What you will do: Make a tally of the lines in the records that include the string "watch", and give only that number.

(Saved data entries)
• • • • • • •
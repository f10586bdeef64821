//! Cellular Modem Supervisor
//!
//! Runs a [`ModemSession`] under a recovery policy, installs logging and
//! optionally forwards console input to the modem for manual AT work.

mod settings;

pub use settings::{LoggingSettings, RecoveryPolicy, Settings, ENV_PREFIX};

use modem_protocol::{at, Connector, LinkHandle, ModemError, ModemSession, PowerKey, SerialLink, StatusLine};
use thiserror::Error;
use tokio::io::{AsyncBufReadExt, AsyncRead, BufReader};
use tokio::sync::watch;
use tokio::task::JoinHandle;
use tokio::time::sleep;
use tracing::{debug, error, info, warn, Level};
use tracing_subscriber::FmtSubscriber;

/// Supervisor errors
#[derive(Debug, Error)]
pub enum SupervisorError {
    #[error("Configuration error: {0}")]
    Config(#[from] config::ConfigError),

    #[error("Logging setup failed: {0}")]
    Logging(String),

    #[error(transparent)]
    Modem(#[from] ModemError),

    #[error("Giving up after {restarts} restart(s)")]
    RestartsExhausted {
        restarts: u32,
        #[source]
        last: ModemError,
    },
}

/// Install the global tracing subscriber
pub fn init_logging(settings: &LoggingSettings) -> Result<(), SupervisorError> {
    let level: Level = settings
        .level
        .parse()
        .map_err(|_| SupervisorError::Logging(format!("unknown level {:?}", settings.level)))?;

    let installed = if settings.json {
        let subscriber = FmtSubscriber::builder()
            .with_max_level(level)
            .with_target(true)
            .json()
            .finish();
        tracing::subscriber::set_global_default(subscriber)
    } else {
        let subscriber = FmtSubscriber::builder()
            .with_max_level(level)
            .with_target(true)
            .finish();
        tracing::subscriber::set_global_default(subscriber)
    };

    installed.map_err(|e| SupervisorError::Logging(e.to_string()))
}

/// Start the session and keep it running according to `policy`.
///
/// Returns only when the policy gives up or an error is not recoverable.
pub async fn supervise<K, S, C>(
    session: &mut ModemSession<K, S, C>,
    policy: &RecoveryPolicy,
) -> Result<(), SupervisorError>
where
    K: PowerKey,
    S: StatusLine,
    C: Connector,
{
    let mut failed_starts = 0u32;

    loop {
        let err = match session.start().await {
            Ok(report) => {
                failed_starts = 0;
                info!("Modem ready (baud locked after {} probe(s))", report.baud_attempts);
                match session.run().await {
                    Ok(()) => return Ok(()),
                    Err(e) => e,
                }
            }
            Err(e) => {
                failed_starts += 1;
                e
            }
        };

        error!("Modem session failed: {}", err);
        if !err.is_recoverable() {
            return Err(err.into());
        }

        match policy {
            RecoveryPolicy::Halt => return Err(err.into()),
            RecoveryPolicy::Restart { max_restarts, .. } => {
                if failed_starts > *max_restarts {
                    return Err(SupervisorError::RestartsExhausted {
                        restarts: *max_restarts,
                        last: err,
                    });
                }

                if let Err(e) = session.stop().await {
                    warn!("Could not switch modem off before restart: {}", e);
                }
                let backoff = policy.backoff().unwrap_or_default();
                warn!("Restarting modem session in {:?}", backoff);
                sleep(backoff).await;
            }
        }
    }
}

/// Forward lines read from `input` to whichever link is current.
///
/// Each line is sent with the AT line ending. Lines arriving while no link
/// is open are dropped.
pub fn spawn_passthrough<R>(input: R, mut links: watch::Receiver<Option<LinkHandle>>) -> JoinHandle<()>
where
    R: AsyncRead + Unpin + Send + 'static,
{
    tokio::spawn(async move {
        let mut lines = BufReader::new(input).lines();
        loop {
            let line = match lines.next_line().await {
                Ok(Some(line)) => line,
                Ok(None) => {
                    debug!("Passthrough input closed");
                    return;
                }
                Err(e) => {
                    warn!("Passthrough input failed: {}", e);
                    return;
                }
            };

            let current = links.borrow_and_update().clone();
            let Some(mut link) = current else {
                warn!("No modem link open, dropping {:?}", line);
                continue;
            };

            let mut frame = line.into_bytes();
            frame.extend_from_slice(at::LINE_ENDING.as_bytes());
            if let Err(e) = link.write_all(&frame).await {
                warn!("Passthrough write failed: {}", e);
            }
        }
    })
}

#[cfg(test)]
mod tests {
    use super::*;
    use modem_protocol::sim::{LoopbackPort, SimulatedConnector, SimulatedModem, SimulatedPower};
    use modem_protocol::{spawn_pump, LinkConfig, ModemConfig, RxRing, SessionState};
    use std::time::Duration;
    use tokio::io::{duplex, AsyncReadExt, AsyncWriteExt};

    type SimSession = ModemSession<SimulatedPower, SimulatedPower, SimulatedConnector>;

    fn session(power: &SimulatedPower, modem: SimulatedModem) -> (SimSession, SimulatedConnector) {
        let connector = SimulatedConnector::new(modem);
        let session = ModemSession::new(power.clone(), power.clone(), connector.clone(), ModemConfig::default());
        (session, connector)
    }

    #[tokio::test(start_paused = true)]
    async fn test_halt_policy_returns_first_error() {
        let power = SimulatedPower::unresponsive(false);
        let (mut session, _) = session(&power, SimulatedModem::default());

        let err = supervise(&mut session, &RecoveryPolicy::Halt).await.unwrap_err();
        assert!(matches!(
            err,
            SupervisorError::Modem(ModemError::PowerToggleTimeout { .. })
        ));
        assert_eq!(power.presses(), 1);
    }

    #[tokio::test(start_paused = true)]
    async fn test_restart_policy_is_bounded() {
        let power = SimulatedPower::new(false);
        let modem = SimulatedModem {
            unresponsive: true,
            ..Default::default()
        };
        let (mut session, connector) = session(&power, modem);
        let policy = RecoveryPolicy::Restart {
            max_restarts: 2,
            backoff_ms: 100,
        };

        let err = supervise(&mut session, &policy).await.unwrap_err();
        assert!(matches!(
            err,
            SupervisorError::RestartsExhausted {
                restarts: 2,
                last: ModemError::Handshake { .. }
            }
        ));
        assert_eq!(connector.connects(), 3);
        assert_eq!(session.state(), SessionState::Off);
    }

    #[tokio::test(start_paused = true)]
    async fn test_restart_waits_for_policy_backoff() {
        let power = SimulatedPower::new(false);
        let modem = SimulatedModem {
            unresponsive: true,
            ..Default::default()
        };
        let (mut session, connector) = session(&power, modem);
        let policy = RecoveryPolicy::Restart {
            max_restarts: 1,
            backoff_ms: 600_000,
        };

        let started = tokio::time::Instant::now();
        let err = supervise(&mut session, &policy).await.unwrap_err();
        assert!(matches!(err, SupervisorError::RestartsExhausted { restarts: 1, .. }));
        assert_eq!(connector.connects(), 2);
        assert!(started.elapsed() >= Duration::from_secs(600));
    }

    #[tokio::test(start_paused = true)]
    async fn test_restart_after_power_down() {
        let power = SimulatedPower::new(false);
        let (mut session, connector) = session(&power, SimulatedModem::booting());
        let policy = RecoveryPolicy::Restart {
            max_restarts: 1,
            backoff_ms: 100,
        };

        let injector = connector.clone();
        let cutter = power.clone();
        tokio::spawn(async move {
            sleep(Duration::from_secs(5)).await;
            cutter.cut();
            injector.inject(b"\r\nNORMAL POWER DOWN\r\n");
        });

        let supervised = tokio::time::timeout(Duration::from_secs(30), supervise(&mut session, &policy)).await;
        assert!(supervised.is_err(), "supervisor keeps the session alive");
        assert_eq!(connector.connects(), 2);
        assert_eq!(session.state(), SessionState::Ready);
        assert!(power.is_on());
    }

    #[tokio::test]
    async fn test_passthrough_forwards_lines() {
        let (port, mut modem) = duplex(256);
        let (producer, _consumer) = RxRing::new().split();
        let (link, _pump) = spawn_pump(LoopbackPort::new(port), producer, &LinkConfig::default());
        let (_current, links) = watch::channel(Some(link));

        let (mut console, input) = duplex(64);
        let task = spawn_passthrough(input, links);

        console.write_all(b"AT+CSQ\n").await.unwrap();
        let mut sent = [0u8; 8];
        modem.read_exact(&mut sent).await.unwrap();
        assert_eq!(&sent, b"AT+CSQ\r\n");

        drop(console);
        task.await.unwrap();
    }

    #[tokio::test]
    async fn test_passthrough_without_link_drops_lines() {
        let (_current, links) = watch::channel(None);
        let (mut console, input) = duplex(64);
        let task = spawn_passthrough(input, links);

        console.write_all(b"AT\n").await.unwrap();
        drop(console);
        task.await.unwrap();
    }

    #[test]
    fn test_bad_log_level_is_rejected() {
        let settings = LoggingSettings {
            level: "loud".to_string(),
            json: false,
        };
        assert!(matches!(init_logging(&settings), Err(SupervisorError::Logging(_))));
    }
}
• • • • • • •
Exercise response: 4